2 Department of Pharmacy Practice, JSS College of Pharmacy, JSS Academy of Higher Education and Research, Ooty, The Nilgiris, Tamilnadu, India.
Abstract
Wound healing is a complicated, organised process that includes numerous phases that connect diverse cellular events and activate several intracellular molecular pathways in injured cells and tissues. Delay in wound healing owing to high levels of oxidative stress is a major difficulty in various metabolic illnesses, including diabetes mellitus. Several therapeutic wound dressing materials and methods, such as hyperbaric oxygen treatment and negative pressure wound therapy, have been developed to speed up wound healing and restore cellular homeostasis. A significant advance has been made in locating transcriptional regulators involved in wound healing.
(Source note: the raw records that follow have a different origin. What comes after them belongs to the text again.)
//! Transport seams used by [`PowerSensor`](crate::PowerSensor).
//!
//! A [`ResourceManager`] opens [`Session`]s from resource identifiers.
//! The crate ships a [`NativeResourceManager`](crate::transport::NativeResourceManager)
//! for serial ports and raw SCPI sockets; bindings to a vendor VISA
//! library can implement the same traits.

use std::time::Duration;

use crate::proto::Result;

/// A connected, bidirectional text-command channel to one instrument.
///
/// Exchanges are strictly request–reply: a session never has more
/// than one command in flight.
pub trait Session {
    /// Write `command` and block until one response line arrives.
    ///
    /// A timeout or I/O failure in the middle of an exchange leaves the
    /// channel out of step with the instrument. Implementations must then
    /// refuse further exchanges instead of handing a late reply to the
    /// next query.
    fn query(&mut self, command: &str) -> Result<String>;

    /// Write `command` without waiting for a response.
    fn write(&mut self, command: &str) -> Result<()>;

    fn timeout(&self) -> Duration;

    /// Upper bound for each following exchange.
    fn set_timeout(&mut self, timeout: Duration);

    fn close(&mut self) -> Result<()>;
}

pub trait ResourceManager {
    type Session: Session;

    fn timeout(&self) -> Duration;

    /// Management level timeout, applied while opening resources.
    fn set_timeout(&mut self, timeout: Duration);

    fn open_resource(&mut self, resource: &str) -> Result<Self::Session>;

    fn close(&mut self) -> Result<()>;
}
use std::{thread, time::Duration};
use tracing::{debug, info};

use crate::measurement::Reading;
use crate::proto::{
    command::{Command, DisplayUnit, ZeroReference},
    ProtoError, Result,
};
use crate::session::{ResourceManager, Session};
use crate::transport::NativeResourceManager;

/// Timeouts and waits applied by [`PowerSensor`].
#[derive(Debug, Clone, Copy, PartialEq, Eq)]
pub struct SensorConfig {
    /// Applied to the resource manager before the session is opened.
    pub management_timeout: Duration,
    /// Applied to the session right after it was opened.
    pub command_timeout: Duration,
    /// Time the sensor needs to finish an auto-zero run.
    pub settle_duration: Duration,
}

impl Default for SensorConfig {
    fn default() -> Self {
        Self {
            management_timeout: Duration::from_millis(1000),
            command_timeout: Duration::from_millis(5000),
            settle_duration: Duration::from_secs(5),
        }
    }
}

impl SensorConfig {
    pub fn with_management_timeout(mut self, timeout: Duration) -> Self {
        self.management_timeout = timeout;
        self
    }

    pub fn with_command_timeout(mut self, timeout: Duration) -> Self {
        self.command_timeout = timeout;
        self
    }

    pub fn with_settle_duration(mut self, duration: Duration) -> Self {
        self.settle_duration = duration;
        self
    }
}

/// Driver for a Keysight U2000 series USB power sensor.
///
/// Owns one session for its whole lifetime. All operations block until
/// the exchange with the sensor is complete. [`close`](Self::close)
/// consumes the driver, so no operation can follow it.
pub struct PowerSensor<M: ResourceManager = NativeResourceManager> {
    rm: M,
    session: M::Session,
    config: SensorConfig,
}

impl PowerSensor<NativeResourceManager> {
    /// Open `resource` with the native transports and default settings.
    pub fn new(resource: impl AsRef<str>) -> Result<Self> {
        Self::with_manager(NativeResourceManager::new()?, resource, SensorConfig::default())
    }
}

impl<M: ResourceManager> PowerSensor<M> {
    pub fn with_manager(mut rm: M, resource: impl AsRef<str>, config: SensorConfig) -> Result<Self> {
        rm.set_timeout(config.management_timeout);
        let mut session = rm.open_resource(resource.as_ref())?;
        session.set_timeout(config.command_timeout);
        info!(resource = resource.as_ref(), "connected to power sensor");

        Ok(Self {
            rm,
            session,
            config,
        })
    }

    pub fn config(&self) -> &SensorConfig {
        &self.config
    }

    fn send(&mut self, command: Command) -> Result<()> {
        debug!(%command, "write");
        self.session.write(&command.to_string())
    }

    fn query(&mut self, command: Command) -> Result<String> {
        debug!(%command, "query");
        let response = self.session.query(&command.to_string())?;
        Ok(response.trim().to_string())
    }

    /// Identity string, `<manufacturer>,<model>,<serial>,<firmware>`.
    pub fn identify(&mut self) -> Result<String> {
        self.query(Command::Identify)
    }

    /// One power reading in the unit last selected with
    /// [`set_display_unit`](Self::set_display_unit): dBm, or Watts
    /// after selecting mW.
    pub fn measure_power(&mut self) -> Result<f64> {
        let response = self.query(Command::Measure)?;
        response
            .parse::<f64>()
            .map_err(|source| ProtoError::Parse { response, source })
    }

    pub fn calibrate_zero_internal(&mut self) -> Result<()> {
        self.calibrate_zero(ZeroReference::Internal)
    }

    pub fn calibrate_zero_external(&mut self) -> Result<()> {
        self.calibrate_zero(ZeroReference::External)
    }

    /// Start an auto-zero run and wait the configured settle duration.
    ///
    /// The sensor reports nothing back, completion is assumed.
    pub fn calibrate_zero(&mut self, reference: ZeroReference) -> Result<()> {
        self.send(Command::ZeroType(reference))?;
        self.send(Command::ZeroAutoOnce)?;
        debug!(%reference, settle = ?self.config.settle_duration, "waiting for auto-zero");
        thread::sleep(self.config.settle_duration);
        info!(%reference, "auto-zero finished");
        Ok(())
    }

    /// Select the unit by name, `dBm` or `mW` in any case.
    pub fn set_display_unit(&mut self, unit: impl AsRef<str>) -> Result<()> {
        let unit = unit.as_ref().parse::<DisplayUnit>()?;
        self.set_unit(unit)
    }

    pub fn set_unit(&mut self, unit: DisplayUnit) -> Result<()> {
        self.send(Command::SetUnit(unit))
    }

    /// Select `unit`, take one measurement and scale it for presentation.
    pub fn read(&mut self, unit: DisplayUnit) -> Result<Reading> {
        self.set_unit(unit)?;
        let raw = self.measure_power()?;
        Ok(Reading::from_raw(raw, unit))
    }

    /// Close the session, then the resource manager.
    ///
    /// The manager is closed even if closing the session failed, the
    /// first error is returned.
    pub fn close(mut self) -> Result<()> {
        let session = self.session.close();
        let rm = self.rm.close();
        info!("power sensor disconnected");
        session.and(rm)
    }
}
The redox-sensitive transcription factor nuclear factor erythroid 2-related factor 2 (Nrf2) is the major regulator of antioxidant defence regulation, inducing the expression of cytoprotective genes and increasing the generation of antioxidants that scavenge free radicals. Activators of Nrf2 have been shown to reduce oxidative stress and improve wound healing in a variety of pathophysiological situations, including diabetes and its consequences such as diabetic foot ulcers, chronic kidney disease, and diabetic nephropathy. Several therapeutic chemicals have been discovered to alleviate oxidative stress and consequently increase cell proliferation. Angiogenesis results in tissue healing through activating the transcription factor Nrf2. This review focuses on the role of Nrf2-mediated antioxidant gene expression in diabetic wound healing.